We Are the Halluci Nation is the third studio album by Canadian electronic music group The Halluci Nation, released on September 16, 2016 by Radicalized Records, an imprint of Pirates Blend Records.

Background 
We Are the Halluci Nation is a concept album built around the "Halluci Nation", inspired by late Native American rights activist, musician and poet John Trudell. The Halluci Nation aims to "[promote] inclusivity, empathy and acceptance amongst all races and genders in the name of social justice. They believe that Indigenous people need to define their identity on their own terms." Trudell was in the process of collaborating with the group prior to his death, and is featured on two tracks.

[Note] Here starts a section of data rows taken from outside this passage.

pub mod auth;
pub mod budgets;
pub mod catalog;
pub mod crm;
pub mod dashboard;
pub mod finance;
pub mod inventory;
pub mod sales;
pub mod service_orders;
pub mod settings;
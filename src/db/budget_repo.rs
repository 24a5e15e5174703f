// src/db/budget_repo.rs

use async_trait::async_trait;
use chrono::{DateTime, Utc};
use rust_decimal::Decimal;
use sqlx::{FromRow, PgPool};

use crate::{
    common::error::AppError,
    db::storage::BudgetStorage,
    models::budget::{BudgetRequest, BudgetStatus, EquipmentType, NewBudget},
};

#[derive(Debug, FromRow)]
struct BudgetRow {
    id: String,
    customer_name: String,
    whatsapp: String,
    email: String,
    equipment_type: EquipmentType,
    brand: String,
    model: String,
    problem_description: String,
    status: BudgetStatus,
    approved_value: Option<Decimal>,
    created_at: DateTime<Utc>,
}

impl From<BudgetRow> for BudgetRequest {
    fn from(row: BudgetRow) -> Self {
        Self {
            id: row.id,
            customer_name: row.customer_name,
            whatsapp: row.whatsapp,
            email: row.email,
            equipment_type: row.equipment_type,
            brand: row.brand,
            model: row.model,
            problem_description: row.problem_description,
            status: row.status,
            created_at: row.created_at,
            approved_value: row.approved_value,
        }
    }
}

#[derive(Clone)]
pub struct BudgetRepository {
    pool: PgPool,
}

impl BudgetRepository {
    pub fn new(pool: PgPool) -> Self {
        Self { pool }
    }
}

#[async_trait]
impl BudgetStorage for BudgetRepository {
    async fn list_budgets(&self) -> Result<Vec<BudgetRequest>, AppError> {
        let rows = sqlx::query_as::<_, BudgetRow>(
            "SELECT * FROM budgets ORDER BY created_at DESC",
        )
            .fetch_all(&self.pool)
            .await?;

        Ok(rows.into_iter().map(Into::into).collect())
    }

    async fn get_budget(&self, id: &str) -> Result<Option<BudgetRequest>, AppError> {
        let row = sqlx::query_as::<_, BudgetRow>("SELECT * FROM budgets WHERE id = $1")
            .bind(id)
            .fetch_optional(&self.pool)
            .await?;

        Ok(row.map(Into::into))
    }

    async fn create_budget(&self, new: NewBudget) -> Result<BudgetRequest, AppError> {
        // id e created_at ficam por conta do banco
        let row = sqlx::query_as::<_, BudgetRow>(
            r#"
            INSERT INTO budgets (
                customer_name, whatsapp, email, equipment_type,
                brand, model, problem_description
            )
            VALUES ($1, $2, $3, $4, $5, $6, $7)
            RETURNING *
            "#,
        )
            .bind(&new.customer_name)
            .bind(&new.whatsapp)
            .bind(&new.email)
            .bind(new.equipment_type)
            .bind(&new.brand)
            .bind(&new.model)
            .bind(&new.problem_description)
            .fetch_one(&self.pool)
            .await?;

        Ok(row.into())
    }

    async fn save_budget(&self, budget: &BudgetRequest) -> Result<BudgetRequest, AppError> {
        let row = sqlx::query_as::<_, BudgetRow>(
            r#"
            INSERT INTO budgets (
                id, customer_name, whatsapp, email, equipment_type, brand, model,
                problem_description, status, approved_value, created_at
            )
            VALUES ($1, $2, $3, $4, $5, $6, $7, $8, $9, $10, $11)
            ON CONFLICT (id) DO UPDATE SET
                customer_name = EXCLUDED.customer_name,
                whatsapp = EXCLUDED.whatsapp,
                email = EXCLUDED.email,
                equipment_type = EXCLUDED.equipment_type,
                brand = EXCLUDED.brand,
                model = EXCLUDED.model,
                problem_description = EXCLUDED.problem_description,
                status = EXCLUDED.status,
                approved_value = EXCLUDED.approved_value
            RETURNING *
            "#,
        )
            .bind(&budget.id)
            .bind(&budget.customer_name)
            .bind(&budget.whatsapp)
            .bind(&budget.email)
            .bind(budget.equipment_type)
            .bind(&budget.brand)
            .bind(&budget.model)
            .bind(&budget.problem_description)
            .bind(budget.status)
            .bind(budget.approved_value)
            .bind(budget.created_at)
            .fetch_one(&self.pool)
            .await?;

        Ok(row.into())
    }
}
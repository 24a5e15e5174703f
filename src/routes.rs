// src/routes.rs

use axum::{
    middleware as axum_middleware,
    routing::{delete, get, post, put},
    Router,
};

use crate::{config::AppState, docs, handlers, middleware::auth::auth_guard};

pub fn app_router(app_state: AppState) -> Router {
    let auth_layer = axum_middleware::from_fn_with_state(app_state.clone(), auth_guard);

    // Rotas públicas. O POST de orçamentos é o formulário do site;
    // a listagem no mesmo caminho exige login.
    let public_routes = Router::new()
        .route("/health", get(|| async { "OK" }))
        .route("/auth/login", post(handlers::auth::login))
        .route(
            "/budgets",
            get(handlers::budgets::list_budgets)
                .route_layer(auth_layer.clone())
                .merge(post(handlers::budgets::create_budget)),
        );

    // Tudo abaixo exige o token do administrador
    let protected_routes = Router::new()
        .route("/auth/me", get(handlers::auth::get_me))
        .route(
            "/settings",
            get(handlers::settings::get_settings).put(handlers::settings::update_settings),
        )
        // Orçamentos
        .route(
            "/budgets/{id}",
            get(handlers::budgets::get_budget).put(handlers::budgets::update_budget),
        )
        .route("/budgets/{id}/approve", post(handlers::budgets::approve_budget))
        .route("/budgets/{id}/reject", post(handlers::budgets::reject_budget))
        .route(
            "/budgets/{id}/service-order",
            post(handlers::budgets::convert_to_service_order),
        )
        .route("/budgets/{id}/income", post(handlers::budgets::convert_to_income))
        // Ordens de serviço
        .route(
            "/service-orders",
            post(handlers::service_orders::create_order).get(handlers::service_orders::list_orders),
        )
        .route(
            "/service-orders/{id}",
            get(handlers::service_orders::get_order).put(handlers::service_orders::update_order),
        )
        .route(
            "/service-orders/{id}/services",
            post(handlers::service_orders::add_service),
        )
        .route(
            "/service-orders/{id}/services/{line_id}",
            delete(handlers::service_orders::remove_service),
        )
        .route(
            "/service-orders/{id}/products",
            post(handlers::service_orders::add_product),
        )
        .route(
            "/service-orders/{id}/products/{line_id}",
            delete(handlers::service_orders::remove_product),
        )
        .route(
            "/service-orders/{id}/discount",
            put(handlers::service_orders::set_discount),
        )
        // Clientes
        .route(
            "/clients",
            post(handlers::crm::create_client).get(handlers::crm::list_clients),
        )
        .route(
            "/clients/{id}",
            get(handlers::crm::get_client).put(handlers::crm::update_client),
        )
        .route("/clients/{id}/history", get(handlers::crm::get_client_history))
        // Estoque
        .route(
            "/products",
            post(handlers::inventory::create_product).get(handlers::inventory::list_products),
        )
        .route(
            "/products/{id}",
            get(handlers::inventory::get_product)
                .put(handlers::inventory::update_product)
                .delete(handlers::inventory::delete_product),
        )
        .route("/products/{id}/stock", post(handlers::inventory::adjust_stock))
        // Caixa
        .route(
            "/transactions",
            post(handlers::finance::create_transaction).get(handlers::finance::list_transactions),
        )
        .route("/transactions/cash-flow", get(handlers::finance::get_cash_flow))
        // Vendas
        .route(
            "/sales",
            post(handlers::sales::create_sale).get(handlers::sales::list_sales),
        )
        .route("/sales/{id}", get(handlers::sales::get_sale))
        .route("/dashboard/stats", get(handlers::dashboard::get_stats))
        .route(
            "/service-catalog",
            get(handlers::catalog::list_catalog).put(handlers::catalog::save_catalog_item),
        )
        .route_layer(auth_layer);

    Router::new()
        .nest("/api", public_routes.merge(protected_routes))
        .merge(docs::swagger_ui())
        .with_state(app_state)
}

#[cfg(test)]
mod tests {
    use super::*;
    use axum::{
        body::Body,
        http::{Request, StatusCode},
    };
    use serde_json::Value;
    use tower::ServiceExt;

    async fn get_json(uri: &str) -> (StatusCode, Value) {
        let response = app_router(AppState::for_tests())
            .oneshot(Request::builder().uri(uri).body(Body::empty()).unwrap())
            .await
            .unwrap();
        let status = response.status();
        let bytes = axum::body::to_bytes(response.into_body(), usize::MAX)
            .await
            .unwrap();
        (status, serde_json::from_slice(&bytes).unwrap_or(Value::Null))
    }

    #[tokio::test]
    async fn openapi_json_is_public_under_api_docs() {
        let (status, body) = get_json("/api/docs").await;
        assert_eq!(status, StatusCode::OK);
        assert!(body["openapi"].is_string());
        assert!(body["paths"]["/api/budgets"].is_object());
    }

    #[tokio::test]
    async fn admin_routes_need_a_token() {
        for uri in ["/api/clients", "/api/budgets", "/api/dashboard/stats"] {
            let (status, body) = get_json(uri).await;
            assert_eq!(status, StatusCode::UNAUTHORIZED, "{}", uri);
            assert_eq!(body["success"], false);
        }
    }
}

A Tribe Called Red was inspired to create a concept album featuring the stories of Aboriginal voices, addressing the impact of colonization on indigenous people in the modern world. Among these voices was the story of Chanie Wenjack, an Ojibwe (Anishinaabe) First Nations boy who attempted to escape his residential school and died of hunger and exposure. This was inspired originally by Gord Downie, the lead singer of The Tragically Hip, who brought public attention to Wenjack's story in 2016 with his solo album Secret Path. Ian Campeau spoke about the band's involvement in the Wenjack project in an interview for Q, noting Joseph Boyden's involvement with Wenjack.

Critical reception 
The album received acclaim upon reception. We Are the Halluci Nation was nominated for CBC Music's Best Canadian Album of the Year. Pitchfork assigned the album a rating of 8.1 out of 10, calling it "politically thrilling and immediate." Exclaim!s David Dacks praised the "dancehall-indebted polyrhythms and creative beatmaking", and Now described it as "powerful protest music set to pounding beats."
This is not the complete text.